Too many slices lead to bloat of thread pool queue and degradation of performance

Hello dear sirs,

We are using .esJsonRDD() to copy an index from an Elasticsearch cluster to Spark cluster, and lately we started to observe that this copy is taking 10-14 hours instead of 2-3. Here's what is going on.

Cluster and index setup

We have an Elasticsearch 6.8 cluster on AWS EC2 with 3 machines, 2 cores/14 Gb RAM each (i3.large).
Elasticsearch is configured to use 7Gb of memory.

The index that we copy contains 54 million documents, which correspond to 8 shards ~20 Gb each.

Performance metrics

CPU of one of the nodes is through the roof:

So is the Load Average.

Also we notice that thread pool queue is at size 60 and stays like this:

And search query latency is also very big on that instance:

Logs

We enabled logging of slow queries, and here's what we saw:

[2019-07-10T14:44:50,844][WARN ][index.search.slowlog.query] [AT1mr_C] [index-XXX][1] took[1.3s], took_millis[1327], total_hits[100044], types[person], stats[], search_type[QUERY_THEN_FETCH], total_shards[1], source[{"size":50,"query":{"match_all":{"boost":1.0}},"sort":[{"_doc":{"order":"asc"}}],"slice":{"field":"_id","id":63,"max":68}}], id[],
[2019-07-10T14:44:51,909][WARN ][index.search.slowlog.query] [AT1mr_C] [index-XXX][1] took[1.5s], took_millis[1570], total_hits[100006], types[person], stats[], search_type[QUERY_THEN_FETCH], total_shards[1], source[{"size":50,"query":{"match_all":{"boost":1.0}},"sort":[{"_doc":{"order":"asc"}}],"slice":{"field":"_id","id":32,"max":68}}], id[],
[2019-07-10T14:44:52,468][WARN ][index.search.slowlog.query] [AT1mr_C] [index-XXX][1] took[1.5s], took_millis[1539], total_hits[100337], types[person], stats[], search_type[QUERY_THEN_FETCH], total_shards[1], source[{"size":50,"query":{"match_all":{"boost":1.0}},"sort":[{"_doc":{"order":"asc"}}],"slice":{"field":"_id","id":59,"max":68}}], id[],
[2019-07-10T14:44:52,526][WARN ][index.search.slowlog.query] [AT1mr_C] [index-XXX][4] took[1s], took_millis[1034], total_hits[100538], types[person], stats[], search_type[QUERY_THEN_FETCH], total_shards[1], source[{"size":50,"query":{"match_all":{"boost":1.0}},"sort":[{"_doc":{"order":"asc"}}],"slice":{"field":"_id","id":11,"max":68}}], id[],

Basically, there are 68 parallel scrolls. Knowing that the thread pool size is 60 it is safe to say that most of the time those slices are waiting, not improving the speed of reading.

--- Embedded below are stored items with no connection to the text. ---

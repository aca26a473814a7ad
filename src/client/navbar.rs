//! Shared navbar injection.
//!
//! The navbar markup lives in a static `navbar.html` fragment shared by every
//! page. After inserting it, the login link is switched to a logout link when a
//! session record is present, and logged out visitors of the index page are
//! sent to the login page.

use std::rc::Rc;

use dioxus_logger::tracing;

use crate::{
    client::{
        api::transport::{HttpRequest, Transport},
        session::SessionStore,
    },
    model::session::SessionRecord,
};

pub const NAVBAR_FRAGMENT: &str = "navbar.html";
pub const LOGIN_LINK_ID: &str = "login-link";
pub const LOGIN_PAGE: &str = "login.html";
pub const INDEX_PAGE: &str = "index.html";
pub const LOGOUT_LABEL: &str = "Logout";

/// The parts of the page the navbar loader touches
pub trait PageDom {
    /// Insert markup as the first children of `<body>`
    fn insert_at_body_start(&self, html: &str);

    fn pathname(&self) -> String;

    fn navigate(&self, href: &str);

    /// Replace the text of an element, returning `false` when no element has the id
    fn set_text(&self, id: &str, text: &str) -> bool;

    /// Attach a click handler that replaces the default action, returning
    /// `false` when no element has the id
    fn on_click(&self, id: &str, handler: Box<dyn Fn()>) -> bool;
}

#[derive(Debug, Clone, Copy, PartialEq, Eq)]
pub enum NavbarState {
    /// Logged out on the index page
    RedirectToLogin,
    LoggedOut,
    LoggedIn,
}

pub fn resolve_navbar_state(logged_in: bool, pathname: &str) -> NavbarState {
    if logged_in {
        NavbarState::LoggedIn
    } else if pathname.ends_with(INDEX_PAGE) {
        NavbarState::RedirectToLogin
    } else {
        NavbarState::LoggedOut
    }
}

/// Fetch the navbar fragment, insert it and apply the session state.
///
/// A failed fetch leaves the page without a navbar; nothing is retried.
pub async fn load_navbar<T, D, S>(transport: &T, fragment_url: &str, dom: Rc<D>, store: Rc<S>)
where
    T: Transport,
    D: PageDom + 'static,
    S: SessionStore + 'static,
{
    let response = match transport.send(HttpRequest::get(fragment_url)).await {
        Ok(response) if response.is_success() => response,
        Ok(response) => {
            tracing::warn!(
                status = response.status,
                "Navbar fragment {} unavailable: {}",
                fragment_url,
                response.status_text
            );
            return;
        }
        Err(err) => {
            tracing::warn!("Navbar fragment {} unavailable: {}", fragment_url, err);
            return;
        }
    };

    dom.insert_at_body_start(&response.text());

    apply_session(dom, store);
}

/// Redirect or rewire the login link according to the stored session
pub fn apply_session<D, S>(dom: Rc<D>, store: Rc<S>) -> NavbarState
where
    D: PageDom + 'static,
    S: SessionStore + 'static,
{
    let state = resolve_navbar_state(store.current_user().is_some(), &dom.pathname());

    match state {
        NavbarState::RedirectToLogin => dom.navigate(LOGIN_PAGE),
        NavbarState::LoggedOut => {}
        NavbarState::LoggedIn => {
            if !dom.set_text(LOGIN_LINK_ID, LOGOUT_LABEL) {
                tracing::warn!("No #{} element in the navbar fragment", LOGIN_LINK_ID);
                return state;
            }

            let handler_dom = Rc::clone(&dom);
            let handler_store = Rc::clone(&store);
            dom.on_click(
                LOGIN_LINK_ID,
                Box::new(move || logout(handler_dom.as_ref(), handler_store.as_ref())),
            );
        }
    }

    state
}

/// Persist the session record of a successful login and go to the index page
pub fn complete_login<D: PageDom, S: SessionStore>(dom: &D, store: &S, record: &SessionRecord) {
    store.set_current_user(record);
    dom.navigate(INDEX_PAGE);
}

/// Forget everything stored locally and go to the login page
pub fn logout<D: PageDom, S: SessionStore>(dom: &D, store: &S) {
    store.clear();
    dom.navigate(LOGIN_PAGE);
}
mod load_navbar;
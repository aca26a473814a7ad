use serde::{Deserialize, Serialize};
use serde_json::{json, Value};

use crate::model::api::TokenDto;

/// Local storage key holding the logged in user
pub const SESSION_USER_KEY: &str = "currentUser";

/// The user record persisted in local storage by the login flow.
///
/// The navbar only cares whether a record is present, so the content is kept as
/// opaque JSON rather than a fixed schema.
#[derive(Clone, Serialize, Deserialize, Debug, PartialEq)]
#[serde(transparent)]
pub struct SessionRecord(pub Value);

impl SessionRecord {
    /// Build the record written after a successful login
    pub fn from_login(username: &str, token: &TokenDto) -> Self {
        Self(json!({
            "username": username,
            "access_token": token.access_token,
            "token_type": token.token_type,
        }))
    }
}
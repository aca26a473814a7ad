pub mod constant;
pub mod error;
pub mod fixtures;
pub mod mock;
pub mod setup;

pub use error::TestError;
pub use setup::TestSetup;

pub mod prelude {
    pub use crate::{
        constant::{TEST_ACCESS_TOKEN, TEST_PASSWORD, TEST_USERNAME},
        fixtures::{fixture_dir, load_fixture, load_fixture_json},
        test_setup, TestError, TestSetup,
    };
}

/// Start a mock API server, propagating setup errors with `?`
#[macro_export]
macro_rules! test_setup {
    () => {{
        $crate::TestSetup::new().await
    }};
}
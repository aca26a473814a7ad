use std::rc::Rc;

use dioxus::core::spawn_forever;
use dioxus::prelude::*;
use dioxus_logger::tracing;

use crate::client::{
    api::ApiClient,
    components::ToastContainer,
    error::ConfigError,
    notify::{expire_toast, Notifier, ToastKind, ToastQueue, ToastStore},
    platform::{self, PlatformFixtures, PlatformTransport},
    router::Route,
};

/// Data access client shared with every route through context
pub type AppClient = ApiClient<PlatformTransport, PlatformFixtures, ToastNotifier>;

/// [`Notifier`] pushing toasts onto the app-wide [`ToastQueue`]
#[derive(Clone, Copy)]
pub struct ToastNotifier {
    toasts: Signal<ToastQueue>,
}

impl ToastNotifier {
    pub fn new(toasts: Signal<ToastQueue>) -> Self {
        Self { toasts }
    }
}

impl ToastStore for Signal<ToastQueue> {
    fn update(&mut self, f: impl FnOnce(&mut ToastQueue)) {
        f(&mut self.write());
    }
}

impl Notifier for ToastNotifier {
    fn notify(&self, message: &str, kind: ToastKind) {
        let mut toasts = self.toasts;
        let id = toasts.write().push(message, kind);

        // Expiry must outlive the component that triggered the toast
        spawn_forever(expire_toast(toasts, id));
    }
}

fn build_client(notifier: ToastNotifier) -> Result<AppClient, ConfigError> {
    let config = platform::resolve_config();
    let fixtures = platform::fixture_source(&config);

    ApiClient::new(config, PlatformTransport::default(), fixtures, notifier)
}

#[component]
pub fn App() -> Element {
    let toasts = use_context_provider(|| Signal::new(ToastQueue::default()));

    let ready = use_hook(|| match build_client(ToastNotifier::new(toasts)) {
        Ok(client) => {
            provide_context(Rc::new(client));
            true
        }
        Err(err) => {
            tracing::error!("Invalid endpoint configuration: {}", err);
            false
        }
    });

    rsx! {
        if ready {
            Router::<Route> {}
        } else {
            div { class: "min-h-screen flex items-center justify-center",
                p { "The application is misconfigured, see the console for details." }
            }
        }
        ToastContainer {}
    }
}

(I should say that we actually have 2 such indexes and do 2 esJsonRDD() in parallel.)

What I have seen from my own experiments with Elasticsearch performance under load, when thread pool becomes of non-zero size performance of that node degrades much faster, like in this case, leaving an impression that management of the thread pool consumes a lof of CPU and requires a lot of context switching (hence high load average).

An obvious fix would be to set the amount of parallel scroll requests (slices) so the throughput of a single node is enough.

I couldn't find any way to configure this slice number. The closest thing seems to be the es.input.max.docs.per.partition but I am not sure if it is going to work.

My question is:

How can we prevent Elasticsearch from getting clogged with too many parallel scroll slices, executed by esJsonRDD?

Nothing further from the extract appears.